Introduction

The concept of information has penetrated almost all areas of human inquiry, from physics, chemistry, and engineering through biology to the social sciences. And yet its status as a physical entity remains obscure. Traditionally, information has been treated as a derived or secondary concept. In physics especially, the fundamental bedrock of reality is normally vested in the material building blocks of the universe, be they particles, strings, or fields. Because bits of information are always instantiated in material degrees of freedom, the properties of information could, it seems, always be reduced to those of the material substrate. Nevertheless, over several decades there have been attempts to invert this interdependence and root reality in information rather than matter. This contrarian perspective is most famously associated with the name of John Archibald Wheeler, who encapsulated his proposal in the pithy dictum ‘it from bit?’ (Wheeler, 1999).

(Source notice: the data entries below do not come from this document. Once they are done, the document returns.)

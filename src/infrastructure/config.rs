//! Application configuration

use std::env;
use std::path::PathBuf;
use std::time::Duration;

use anyhow::{bail, Context, Result};

/// Where character records are persisted
#[derive(Debug, Clone, Copy, PartialEq, Eq)]
pub enum RecordBackend {
    /// Remote record service over HTTP
    Http,
    /// Process-local store; records are lost on restart
    Memory,
}

/// Application configuration loaded from environment
#[derive(Debug, Clone)]
pub struct AppConfig {
    /// Record service base URL
    pub record_service_url: String,
    /// Identity the character record is stored under
    pub character_identity: String,
    pub record_backend: RecordBackend,
    pub record_request_timeout: Duration,

    /// Quiet period before edits are saved
    pub save_debounce: Duration,

    /// Optional JSON catalog replacing the built-in one
    pub catalog_path: Option<PathBuf>,
    /// Optional cap on total attribute points
    pub attribute_point_cap: Option<u64>,

    /// HTTP server port
    pub server_port: u16,
}

impl AppConfig {
    /// Load configuration from environment variables
    pub fn from_env() -> Result<Self> {
        Ok(Self {
            record_service_url: env::var("RECORD_SERVICE_URL")
                .unwrap_or_else(|_| "https://recruiting.verylongdomaintotestwith.ca".to_string()),
            character_identity: env::var("CHARACTER_IDENTITY")
                .unwrap_or_else(|_| "anonymous".to_string()),
            record_backend: parse_backend(
                &env::var("RECORD_BACKEND").unwrap_or_else(|_| "http".to_string()),
            )?,
            record_request_timeout: Duration::from_secs(
                env::var("RECORD_REQUEST_TIMEOUT_SECS")
                    .unwrap_or_else(|_| "10".to_string())
                    .parse()
                    .context("RECORD_REQUEST_TIMEOUT_SECS must be a whole number of seconds")?,
            ),

            save_debounce: Duration::from_millis(
                env::var("SAVE_DEBOUNCE_MS")
                    .unwrap_or_else(|_| "500".to_string())
                    .parse()
                    .context("SAVE_DEBOUNCE_MS must be a whole number of milliseconds")?,
            ),

            catalog_path: env::var("CATALOG_PATH").ok().map(PathBuf::from),
            attribute_point_cap: env::var("ATTRIBUTE_POINT_CAP")
                .ok()
                .map(|v| v.parse())
                .transpose()
                .context("ATTRIBUTE_POINT_CAP must be a non-negative integer")?,

            server_port: env::var("SERVER_PORT")
                .unwrap_or_else(|_| "3000".to_string())
                .parse()
                .context("SERVER_PORT must be a valid port number")?,
        })
    }
}

fn parse_backend(value: &str) -> Result<RecordBackend> {
    match value.to_ascii_lowercase().as_str() {
        "http" => Ok(RecordBackend::Http),
        "memory" => Ok(RecordBackend::Memory),
        other => bail!("RECORD_BACKEND must be 'http' or 'memory', got '{}'", other),
    }
}

#[cfg(test)]
mod tests {
    use super::*;

    #[test]
    fn test_parse_backend() {
        assert_eq!(parse_backend("http").unwrap(), RecordBackend::Http);
        assert_eq!(parse_backend("Memory").unwrap(), RecordBackend::Memory);
        assert!(parse_backend("sqlite").is_err());
    }
}
use std::collections::HashMap;
use std::sync::atomic::{AtomicBool, AtomicU64, Ordering};

use async_trait::async_trait;
use serde_json::Value;
use tokio::sync::RwLock;

use crate::application::ports::outbound::{CharacterRecordPort, RecordStoreError};
use crate::domain::value_objects::CharacterRecord;

/// Process-local record store
///
/// Records are kept as raw JSON, exactly as the remote service would hold
/// them, so loads go through the same merge path. Nothing survives a
/// restart. Under test, reads and writes can be made to fail.
#[derive(Debug, Default)]
pub struct InMemoryRecordStore {
    records: RwLock<HashMap<String, Value>>,
    writes: AtomicU64,
    fail_reads: AtomicBool,
    fail_writes: AtomicBool,
}

impl InMemoryRecordStore {
    pub fn new() -> Self {
        Self::default()
    }

    /// Seed a payload as-is, malformed or not
    #[cfg(test)]
    pub async fn insert_raw(&self, identity: impl Into<String>, payload: Value) {
        self.records.write().await.insert(identity.into(), payload);
    }

    pub async fn stored(&self, identity: &str) -> Option<Value> {
        self.records.read().await.get(identity).cloned()
    }

    /// Number of successful writes
    #[cfg(test)]
    pub fn write_count(&self) -> u64 {
        self.writes.load(Ordering::SeqCst)
    }

    #[cfg(test)]
    pub fn fail_reads(&self, fail: bool) {
        self.fail_reads.store(fail, Ordering::SeqCst);
    }

    #[cfg(test)]
    pub fn fail_writes(&self, fail: bool) {
        self.fail_writes.store(fail, Ordering::SeqCst);
    }
}

#[async_trait]
impl CharacterRecordPort for InMemoryRecordStore {
    async fn fetch(&self, identity: &str) -> Result<Option<Value>, RecordStoreError> {
        if self.fail_reads.load(Ordering::SeqCst) {
            return Err(RecordStoreError::Transport("record store unavailable".to_string()));
        }
        Ok(self.stored(identity).await)
    }

    async fn store(&self, identity: &str, record: &CharacterRecord) -> Result<(), RecordStoreError> {
        if self.fail_writes.load(Ordering::SeqCst) {
            return Err(RecordStoreError::Transport("record store unavailable".to_string()));
        }
        let payload =
            serde_json::to_value(record).map_err(|e| RecordStoreError::Serialization(e.to_string()))?;
        self.records.write().await.insert(identity.to_string(), payload);
        self.writes.fetch_add(1, Ordering::SeqCst);
        Ok(())
    }
}

#[cfg(test)]
mod tests {
    use super::*;
    use crate::domain::value_objects::Catalog;

    #[tokio::test]
    async fn test_store_then_fetch() {
        let store = InMemoryRecordStore::new();
        let mut record = CharacterRecord::defaults(&Catalog::standard());
        record.selected_class = Some("Bard".to_string());

        assert_eq!(store.fetch("bard").await.unwrap(), None);
        store.store("bard", &record).await.unwrap();

        let payload = store.fetch("bard").await.unwrap().unwrap();
        assert_eq!(payload["selectedClass"], "Bard");
        assert_eq!(store.write_count(), 1);
    }

    #[tokio::test]
    async fn test_injected_failures() {
        let store = InMemoryRecordStore::new();
        store.fail_reads(true);
        store.fail_writes(true);

        assert!(store.fetch("x").await.is_err());
        let record = CharacterRecord::defaults(&Catalog::standard());
        assert!(matches!(
            store.store("x", &record).await,
            Err(RecordStoreError::Transport(_))
        ));
        assert_eq!(store.write_count(), 0);
    }
}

In a practical, everyday sense, information is often treated as a primary entity, as a ‘thing in its own right’ with a measure of autonomy; indeed, it is bought and sold as a commodity alongside gas and steel. In the life sciences, informational narratives are indispensable: biologists talk about the genetic code, about translation and transcription, about chemical signals and sensory data processing, all of which treat information as the currency of activity, the ‘oil’ that makes the ‘biological wheels go round’. The burgeoning fields of genomic and metagenomic sequencing and bioinformatics are based on the notion that informational bits are literally vital. But beneath this familiar practicality lies a stark paradox. If information makes a difference in the physical world, which it surely does, then should we not attribute to it causal powers? However, in physics causation is invariably understood at the level of particle and field interactions, not in the realm of abstract bits (or qubits, their quantum counterparts).